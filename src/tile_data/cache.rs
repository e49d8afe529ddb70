use crate::util::lock;
use anyhow::{ensure, Result};
use bevy::{
    log::error,
    utils::{default, HashMap},
};
use std::{
    collections::BTreeMap,
    hash::Hash,
    sync::{Arc, Mutex, RwLock},
};

struct CacheEntry<V> {
    value: V,
    size: usize,
    last_used: u64,
}

/// A bounded least-recently-used cache, where each entry declares its own size.
///
/// When an insertion would exceed the capacity, the least recently used entries are evicted
/// until the used capacity falls to the low water mark and the new entry fits.
/// Evicting down to the low water mark amortizes the eviction cost over many insertions.
pub struct LruCache<K, V> {
    entries: HashMap<K, CacheEntry<V>>,
    usage: BTreeMap<u64, K>,
    clock: u64,
    capacity: usize,
    low_water: usize,
    used_capacity: usize,
}

impl<K: Clone + Eq + Hash, V> LruCache<K, V> {
    /// # Panics
    /// Panics if the capacity is zero or the low water mark exceeds the capacity.
    pub fn new(capacity: usize, low_water: usize) -> Self {
        assert!(capacity > 0, "Cache capacity must be positive.");
        assert!(
            low_water <= capacity,
            "Low water mark {low_water} exceeds the capacity {capacity}."
        );

        Self {
            entries: default(),
            usage: default(),
            clock: 0,
            capacity,
            low_water,
            used_capacity: 0,
        }
    }

    pub fn capacity(&self) -> usize {
        self.capacity
    }

    pub fn low_water(&self) -> usize {
        self.low_water
    }

    pub fn used_capacity(&self) -> usize {
        self.used_capacity
    }

    pub fn free_capacity(&self) -> usize {
        self.capacity - self.used_capacity
    }

    pub fn len(&self) -> usize {
        self.entries.len()
    }

    pub fn is_empty(&self) -> bool {
        self.entries.is_empty()
    }

    pub fn contains(&self, key: &K) -> bool {
        self.entries.contains_key(key)
    }

    /// Inserts the entry and returns every entry that left the cache because of it.
    ///
    /// This includes a replaced entry with the same key and all evicted entries.
    /// An entry larger than the whole capacity is not inserted and returned as well.
    pub fn put(&mut self, key: K, value: V, size: usize) -> Vec<(K, V)> {
        let mut removed = Vec::new();

        if let Some(previous) = self.remove(&key) {
            removed.push((key.clone(), previous));
        }

        if size > self.capacity {
            removed.push((key, value));
            return removed;
        }

        if self.used_capacity + size > self.capacity {
            self.make_space(size, &mut removed);
        }

        let last_used = self.tick();
        self.usage.insert(last_used, key.clone());
        self.entries.insert(
            key,
            CacheEntry {
                value,
                size,
                last_used,
            },
        );
        self.used_capacity += size;

        removed
    }

    /// Returns the value and marks it as most recently used.
    pub fn get(&mut self, key: &K) -> Option<&V> {
        self.touch(key);
        self.entries.get(key).map(|entry| &entry.value)
    }

    /// Returns the value and marks it as most recently used.
    pub fn get_mut(&mut self, key: &K) -> Option<&mut V> {
        self.touch(key);
        self.entries.get_mut(key).map(|entry| &mut entry.value)
    }

    pub fn remove(&mut self, key: &K) -> Option<V> {
        let entry = self.entries.remove(key)?;

        self.usage.remove(&entry.last_used);
        self.used_capacity -= entry.size;

        Some(entry.value)
    }

    pub fn clear(&mut self) -> Vec<(K, V)> {
        self.usage.clear();
        self.used_capacity = 0;
        self.entries
            .drain()
            .map(|(key, entry)| (key, entry.value))
            .collect()
    }

    /// Changes the capacity and low water mark.
    /// If the cache is now over capacity, entries are evicted down to the new low water mark.
    ///
    /// # Panics
    /// Panics if the capacity is zero or the low water mark exceeds the capacity.
    pub fn set_capacity(&mut self, capacity: usize, low_water: usize) -> Vec<(K, V)> {
        assert!(capacity > 0, "Cache capacity must be positive.");
        assert!(
            low_water <= capacity,
            "Low water mark {low_water} exceeds the capacity {capacity}."
        );

        self.capacity = capacity;
        self.low_water = low_water;

        let mut removed = Vec::new();

        if self.used_capacity > self.capacity {
            self.make_space(0, &mut removed);
        }

        removed
    }

    fn make_space(&mut self, size: usize, removed: &mut Vec<(K, V)>) {
        while self.used_capacity > self.low_water || self.capacity - self.used_capacity < size {
            let Some((_, key)) = self.usage.pop_first() else {
                break;
            };

            if let Some(entry) = self.entries.remove(&key) {
                self.used_capacity -= entry.size;
                removed.push((key, entry.value));
            }
        }
    }

    fn touch(&mut self, key: &K) {
        let clock = self.clock + 1;

        if let Some(entry) = self.entries.get_mut(key) {
            self.clock = clock;
            if let Some(key) = self.usage.remove(&entry.last_used) {
                self.usage.insert(clock, key);
            }
            entry.last_used = clock;
        }
    }

    fn tick(&mut self) -> u64 {
        self.clock += 1;
        self.clock
    }
}

/// Notified about every entry leaving a [`MemoryCache`], so that owners can release resources.
pub trait CacheListener<K, V>: Send + Sync {
    fn entry_removed(&self, key: &K, value: &V) -> Result<()>;
}

impl<K, V, F> CacheListener<K, V> for F
where
    F: Fn(&K, &V) -> Result<()> + Send + Sync,
{
    fn entry_removed(&self, key: &K, value: &V) -> Result<()> {
        self(key, value)
    }
}

/// Identifies a listener registered with a [`MemoryCache`].
#[derive(Copy, Clone, Debug, PartialEq, Eq, Hash)]
pub struct ListenerId(u64);

/// A thread safe [`LruCache`] with removal listeners.
///
/// The cache is shared between the render thread and worker tasks and serializes all access internally.
/// Listeners run after the internal lock is released. A failing listener is logged
/// and neither stops the remaining listeners nor the eviction.
pub struct MemoryCache<K, V> {
    entries: Mutex<LruCache<K, V>>,
    listeners: RwLock<Vec<(ListenerId, Arc<dyn CacheListener<K, V>>)>>,
    next_listener: Mutex<u64>,
}

impl<K: Clone + Eq + Hash, V: Clone> MemoryCache<K, V> {
    /// # Panics
    /// Panics if the capacity is zero or the low water mark exceeds the capacity.
    pub fn new(capacity: usize, low_water: usize) -> Self {
        Self {
            entries: Mutex::new(LruCache::new(capacity, low_water)),
            listeners: default(),
            next_listener: Mutex::new(0),
        }
    }

    /// Inserts the entry, listeners learn about every entry it replaced or evicted.
    ///
    /// # Errors
    /// Fails if the entry is larger than the capacity of the cache. The entry is not inserted then
    /// and handed to the listeners like an evicted one.
    pub fn put(&self, key: K, value: V, size: usize) -> Result<()> {
        let (removed, capacity) = {
            let mut entries = lock(&self.entries);
            let capacity = entries.capacity();
            (entries.put(key, value, size), capacity)
        };

        self.notify(removed);

        ensure!(
            size <= capacity,
            "An entry of {size} bytes exceeds the cache capacity of {capacity} bytes."
        );

        Ok(())
    }

    /// Returns a clone of the value and marks it as most recently used.
    pub fn get(&self, key: &K) -> Option<V> {
        lock(&self.entries).get(key).cloned()
    }

    pub fn contains(&self, key: &K) -> bool {
        lock(&self.entries).contains(key)
    }

    pub fn remove(&self, key: &K) -> Option<V> {
        let value = lock(&self.entries).remove(key)?;
        self.notify(vec![(key.clone(), value.clone())]);
        Some(value)
    }

    pub fn clear(&self) {
        let removed = lock(&self.entries).clear();
        self.notify(removed);
    }

    pub fn set_capacity(&self, capacity: usize, low_water: usize) {
        let removed = lock(&self.entries).set_capacity(capacity, low_water);
        self.notify(removed);
    }

    pub fn capacity(&self) -> usize {
        lock(&self.entries).capacity()
    }

    pub fn low_water(&self) -> usize {
        lock(&self.entries).low_water()
    }

    pub fn used_capacity(&self) -> usize {
        lock(&self.entries).used_capacity()
    }

    pub fn free_capacity(&self) -> usize {
        lock(&self.entries).free_capacity()
    }

    pub fn len(&self) -> usize {
        lock(&self.entries).len()
    }

    pub fn is_empty(&self) -> bool {
        lock(&self.entries).is_empty()
    }

    pub fn add_listener(&self, listener: Arc<dyn CacheListener<K, V>>) -> ListenerId {
        let id = {
            let mut next_listener = lock(&self.next_listener);
            *next_listener += 1;
            ListenerId(*next_listener)
        };

        self.listeners
            .write()
            .unwrap_or_else(|error| error.into_inner())
            .push((id, listener));

        id
    }

    pub fn remove_listener(&self, id: ListenerId) {
        self.listeners
            .write()
            .unwrap_or_else(|error| error.into_inner())
            .retain(|(listener_id, _)| *listener_id != id);
    }

    fn notify(&self, removed: Vec<(K, V)>) {
        if removed.is_empty() {
            return;
        }

        let listeners = self
            .listeners
            .read()
            .unwrap_or_else(|error| error.into_inner())
            .iter()
            .map(|(_, listener)| listener.clone())
            .collect::<Vec<_>>();

        for (key, value) in &removed {
            for listener in &listeners {
                if let Err(error) = listener.entry_removed(key, value) {
                    error!("Cache listener failed to release a removed entry: {error:#}");
                }
            }
        }
    }
}

#[cfg(test)]
mod tests {
    use super::*;
    use anyhow::anyhow;
    use rand::Rng;
    use std::sync::atomic::{AtomicUsize, Ordering};

    fn assert_consistent<K: Clone + Eq + Hash, V>(cache: &LruCache<K, V>) {
        let sum = cache.entries.values().map(|entry| entry.size).sum::<usize>();

        assert_eq!(cache.used_capacity(), sum);
        assert!(cache.used_capacity() <= cache.capacity());
        assert_eq!(cache.usage.len(), cache.entries.len());
    }

    #[test]
    fn eviction_down_to_low_water() {
        let mut cache = LruCache::new(100, 50);

        assert!(cache.put("a", 1, 80).is_empty());
        let removed = cache.put("b", 2, 40);

        assert_eq!(removed, vec![("a", 1)]);
        assert_eq!(cache.used_capacity(), 40);
        assert!(cache.contains(&"b"));
        assert_consistent(&cache);
    }

    #[test]
    fn least_recently_used_goes_first() {
        let mut cache = LruCache::new(100, 60);

        cache.put("a", 1, 30);
        cache.put("b", 2, 30);
        cache.put("c", 3, 30);
        assert_eq!(cache.get(&"a"), Some(&1));

        let removed = cache.put("d", 4, 30);

        assert_eq!(removed, vec![("b", 2)]);
        assert!(cache.contains(&"a") && cache.contains(&"c") && cache.contains(&"d"));
        assert_consistent(&cache);
    }

    #[test]
    fn oversized_and_replaced_entries() {
        let mut cache = LruCache::new(100, 50);

        assert_eq!(cache.put("huge", 1, 101), vec![("huge", 1)]);
        assert!(cache.is_empty());

        cache.put("a", 1, 10);
        assert_eq!(cache.put("a", 2, 20), vec![("a", 1)]);
        assert_eq!(cache.used_capacity(), 20);
        assert_eq!(cache.len(), 1);
        assert_consistent(&cache);
    }

    #[test]
    fn shrinking_evicts_immediately() {
        let mut cache = LruCache::new(100, 80);

        for (key, value) in ["a", "b", "c", "d"].into_iter().zip(0..) {
            cache.put(key, value, 20);
        }

        let removed = cache.set_capacity(50, 30);

        assert_eq!(removed, vec![("a", 0), ("b", 1), ("c", 2)]);
        assert_eq!(cache.used_capacity(), 20);
        assert_consistent(&cache);
    }

    #[test]
    fn random_operations_keep_accounting() {
        let mut rng = rand::rng();
        let mut cache = LruCache::new(1000, 600);

        for _ in 0..10_000 {
            let key = rng.random_range(0..64u32);

            match rng.random_range(0..10) {
                0..=5 => {
                    cache.put(key, key, rng.random_range(1..300));
                }
                6 | 7 => {
                    cache.get(&key);
                }
                8 => {
                    cache.remove(&key);
                }
                _ => {
                    let capacity = rng.random_range(200..2000);
                    cache.set_capacity(capacity, capacity / 2);
                }
            }

            assert_consistent(&cache);
        }
    }

    #[test]
    fn listeners_see_every_removal() {
        let cache = MemoryCache::new(100, 50);
        let removed = Arc::new(AtomicUsize::new(0));

        let counter = removed.clone();
        cache.add_listener(Arc::new(move |_: &&str, _: &u32| -> Result<()> {
            counter.fetch_add(1, Ordering::SeqCst);
            Ok(())
        }));

        cache.put("a", 1, 60).unwrap();
        cache.put("b", 2, 60).unwrap();
        assert_eq!(removed.load(Ordering::SeqCst), 1);

        cache.put("b", 3, 10).unwrap();
        assert_eq!(removed.load(Ordering::SeqCst), 2);
        assert_eq!(cache.get(&"b"), Some(3));

        cache.clear();
        assert_eq!(removed.load(Ordering::SeqCst), 3);
        assert_eq!(cache.used_capacity(), 0);
    }

    #[test]
    fn failing_listener_does_not_stop_eviction() {
        let cache = MemoryCache::new(100, 0);
        let removed = Arc::new(AtomicUsize::new(0));

        cache.add_listener(Arc::new(|_: &u32, _: &u32| -> Result<()> {
            Err(anyhow!("native resource already gone"))
        }));

        let counter = removed.clone();
        let id = cache.add_listener(Arc::new(move |_: &u32, _: &u32| -> Result<()> {
            counter.fetch_add(1, Ordering::SeqCst);
            Ok(())
        }));

        for key in 0..3 {
            cache.put(key, key, 40).unwrap();
        }

        assert_eq!(removed.load(Ordering::SeqCst), 2);
        assert_eq!(cache.len(), 1);
        assert_eq!(cache.used_capacity(), 40);

        cache.remove_listener(id);
        cache.clear();
        assert_eq!(removed.load(Ordering::SeqCst), 2);
    }

    #[test]
    fn oversized_entries_are_reported() {
        let cache = MemoryCache::new(100, 50);
        let removed = Arc::new(AtomicUsize::new(0));

        let counter = removed.clone();
        cache.add_listener(Arc::new(move |_: &&str, _: &u32| -> Result<()> {
            counter.fetch_add(1, Ordering::SeqCst);
            Ok(())
        }));

        cache.put("a", 1, 30).unwrap();
        assert!(cache.put("huge", 2, 101).is_err());

        assert!(!cache.contains(&"huge"));
        assert!(cache.contains(&"a"));
        assert_eq!(cache.used_capacity(), 30);
        assert_eq!(removed.load(Ordering::SeqCst), 1);
    }
}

• • • • • • •

== EXERCISE AIM ==
Go through the material above, and wherever a line holds the word "Option", copy it.

== TASK OUTPUT ==
    pub fn get(&mut self, key: &K) -> Option<&V> {
    pub fn get_mut(&mut self, key: &K) -> Option<&mut V> {
    pub fn remove(&mut self, key: &K) -> Option<V> {
    pub fn get(&self, key: &K) -> Option<V> {
    pub fn remove(&self, key: &K) -> Option<V> {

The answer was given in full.